Now, anyone who knows about parkrun is familiar with the usually slick operation of registering your run. It’s all about barcodes – print and bring your runner’s barcode, run, collect a finish number token with a barcode on it and go get them scanned. All done without fuss. Back then barcodes were just a twinkle in Paul Sinton-Hewitt’s eye. You got a metal token with a number stamped on it then queued up to drip sweat on the poor volunteer who’s responsibility it was to log your name and finish position on to a laptop. Sometime later in the morning, after visiting the local cafĂ©, the runner’s finish places would be combined with the finish times using a fiendish piece of software before being uploaded to parkrun central. You might get your result mid-afternoon or the next morning. Now, with the barcode system and new software, all the results can be assembled, checked and uploaded within half an hour of the last runner crossing the line with results texts winging their way to runners before 10:30. Amazing.
I ran there three more times over the next six weeks as training for Mortimer. I think we actually had a summer that year and I suffer in the heat and, as I was probably carrying 5 or 6kg of extra insulation than I am now, I only managed to improve my time by 2 seconds in those four runs.

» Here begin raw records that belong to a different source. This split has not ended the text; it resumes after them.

// Copyright (c) 2024-present, fjall-rs
// This source code is licensed under both the Apache 2.0 and MIT License
// (found in the LICENSE-* files in the repository)

//! Compressed secondary cache, per §4.8.
//!
//! Holds the serialized (typically compressed) form of values evicted from
//! the primary tier. Lookup reconstructs via the helper's `construct_from`;
//! insertion serializes via `serialize_to`. Entries whose helper lacks a
//! serializer (the placeholder helper) are stored as a zero-length marker,
//! fast to admit and erase, matching the placeholder contract from §3.

use super::{CacheHelper, CacheValue};
use rustc_hash::FxHashMap;
use std::sync::{Arc, Mutex};

struct Entry {
    helper: &'static CacheHelper,
    bytes: Vec<u8>,
}

/// Invoked with `(key, serialized_bytes, helper)` when capacity pressure
/// evicts a non-empty entry, so a caller can spill it to the NVM tier.
pub type EvictCallback = dyn Fn(&[u8], &[u8], &'static CacheHelper) + Send + Sync;

/// A secondary cache storing the serialized form of evicted primary-tier
/// values, bounded by total serialized bytes.
pub struct CompressedSecondaryCache {
    entries: Mutex<FxHashMap<Box<[u8]>, Entry>>,
    capacity: usize,
    usage: Mutex<usize>,
    /// Insertion order, oldest first, for FIFO-style eviction: the
    /// compressed tier favors simplicity here since it is itself just a
    /// staging point before NVM admission, not the final resting place.
    order: Mutex<Vec<Box<[u8]>>>,
    on_evict: Option<Arc<EvictCallback>>,
}

impl CompressedSecondaryCache {
    #[must_use]
    pub fn new(capacity: usize) -> Self {
        Self::with_evict_callback(capacity, None)
    }

    #[must_use]
    pub fn with_evict_callback(capacity: usize, on_evict: Option<Arc<EvictCallback>>) -> Self {
        Self {
            entries: Mutex::new(FxHashMap::default()),
            capacity,
            usage: Mutex::new(0),
            order: Mutex::new(Vec::new()),
            on_evict,
        }
    }

    /// Stores a placeholder marker for `key`, recording only that this
    /// fingerprint has been admitted (the Tiered Cache Placeholder of §3).
    pub fn insert_placeholder(&self, key: &[u8], helper: &'static CacheHelper) {
        self.insert_serialized(key, helper, Vec::new());
    }

    /// Serializes `value` via `helper.serialize_to` and admits it.
    ///
    /// No-op if the helper carries no serializer (placeholder helpers, or
    /// helpers for values this core chose not to compress).
    pub fn insert(&self, key: &[u8], value: &CacheValue, helper: &'static CacheHelper) {
        let Some(serialize_to) = helper.serialize_to else {
            return;
        };
        self.insert_serialized(key, helper, serialize_to(value));
    }

    fn insert_serialized(&self, key: &[u8], helper: &'static CacheHelper, bytes: Vec<u8>) {
        #[expect(clippy::expect_used, reason = "lock poisoning is unrecoverable")]
        let mut entries = self.entries.lock().expect("lock poisoned");
        #[expect(clippy::expect_used, reason = "lock poisoning is unrecoverable")]
        let mut usage = self.usage.lock().expect("lock poisoned");
        #[expect(clippy::expect_used, reason = "lock poisoning is unrecoverable")]
        let mut order = self.order.lock().expect("lock poisoned");

        if let Some(old) = entries.remove(key) {
            *usage -= old.bytes.len();
            order.retain(|k| k.as_ref() != key);
        }

        while *usage + bytes.len() > self.capacity {
            let Some(victim) = order.first().cloned() else {
                break;
            };
            order.remove(0);
            if let Some(evicted) = entries.remove(victim.as_ref()) {
                *usage -= evicted.bytes.len();
                if !evicted.bytes.is_empty() {
                    if let Some(cb) = &self.on_evict {
                        cb(&victim, &evicted.bytes, evicted.helper);
                    }
                }
            }
        }

        *usage += bytes.len();
        order.push(key.into());
        entries.insert(key.into(), Entry { helper, bytes });
    }

    /// Looks up `key`. Returns `None` on a miss, `Some(None)` for a
    /// placeholder hit (fingerprint known but no payload), and
    /// `Some(Some(value))` for a real hit reconstructed via the helper.
    ///
    /// # Errors
    /// Propagates `construct_from` failures (corrupt serialized bytes).
    pub fn lookup(&self, key: &[u8]) -> Option<crate::Result<Option<CacheValue>>> {
        #[expect(clippy::expect_used, reason = "lock poisoning is unrecoverable")]
        let entries = self.entries.lock().expect("lock poisoned");
        let entry = entries.get(key)?;

        if entry.bytes.is_empty() {
            return Some(Ok(None));
        }

        let Some(construct_from) = entry.helper.construct_from else {
            return Some(Ok(None));
        };

        Some(construct_from(&entry.bytes).map(Some))
    }

    pub fn erase(&self, key: &[u8]) {
        #[expect(clippy::expect_used, reason = "lock poisoning is unrecoverable")]
        let mut entries = self.entries.lock().expect("lock poisoned");
        #[expect(clippy::expect_used, reason = "lock poisoning is unrecoverable")]
        let mut usage = self.usage.lock().expect("lock poisoned");
        #[expect(clippy::expect_used, reason = "lock poisoning is unrecoverable")]
        let mut order = self.order.lock().expect("lock poisoned");

        if let Some(old) = entries.remove(key) {
            *usage -= old.bytes.len();
            order.retain(|k| k.as_ref() != key);
        }
    }

    #[must_use]
    pub fn usage(&self) -> usize {
        #[expect(clippy::expect_used, reason = "lock poisoning is unrecoverable")]
        *self.usage.lock().expect("lock poisoned")
    }
}
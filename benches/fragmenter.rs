use criterion::{criterion_group, criterion_main, Criterion};
use lsm_core::range_tombstone::Fragmenter;
use lsm_core::{RangeTombstone, UserKey};

fn fragmenter(c: &mut Criterion) {
    for num_tombstones in [10, 100, 1_000, 10_000] {
        c.bench_function(&format!("Fragment {num_tombstones} tombstones"), |b| {
            let tombstones: Vec<RangeTombstone> = (0..num_tombstones)
                .map(|i| {
                    let start: UserKey = format!("key-{i:08}").into();
                    let end: UserKey = format!("key-{:08}", i + 2).into();
                    RangeTombstone::new(start, end, i as u64)
                })
                .collect();

            b.iter_with_large_drop(|| Fragmenter::fragment(tombstones.clone()));
        });
    }
}

fn seek(c: &mut Criterion) {
    let tombstones: Vec<RangeTombstone> = (0..10_000)
        .map(|i| {
            let start: UserKey = format!("key-{i:08}").into();
            let end: UserKey = format!("key-{:08}", i + 2).into();
            RangeTombstone::new(start, end, i as u64)
        })
        .collect();
    let fragmented = Fragmenter::fragment(tombstones);

    c.bench_function("Seek fragmented list", |b| {
        b.iter(|| fragmented.seek(b"key-00005000"));
    });
}

criterion_group!(benches, fragmenter, seek);
criterion_main!(benches);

As I had found out from looking up some training plans, you don’t need to run a marathon when training for a marathon and I thought I could apply the same logic to a 10k. That’s novice runner thinking at its most optimistic. As I could manage an 8k run I thought I was reasonably well prepared for Mortimer. Actually all that meant is I would be able to finish the run.
Mortimer is a really well run nice family event. There’s loads to do for spectators with stalls and rides set up on the fairground on the edge of town. Race day for me didn’t start well. I decided to bring the family along to witness my great achievement, but the excitement, or just the twisty roads, were too much for Alfie’s breakfast to cope with so it decided to jump ship. I got dumped at the venue with my kit while Julia and the kids went home for a clean up. They did get back before the start though.
The race had 460 runners of all abilities, so a good happy crowd set off in sunny warm conditions. I knew nothing about the course, which was probably just as well. It starts off flat doing a lap of the fairground and local houses then heads north along undulating roads before looping back and passing the fairground again at 5k. You then start going downhill for about 2k. At first I thought this was great, a welcome bit of relief, but after 10 minutes of this I thought “Bugger, I’m pretty sure we’re going to have to get back up all this before we finish.” There was about 1.5k uphill. The kind of uphill that kids you into thinking it’s over before revealing another stretch of hill just round the next corner. I found myself jogging and walking and being overtaken by 70 year old ladies. At last the hill was over and I managed to stagger over the last mile to the line in 54:34.
At the time I thought that wasn’t great, I was placed 232 out of 460 and just into the lower half of the table, but looking back at that run now, it turns out to be quite a reasonable time. First 10k completed and something to be proud of. I have the medal pinned up at my desk at work.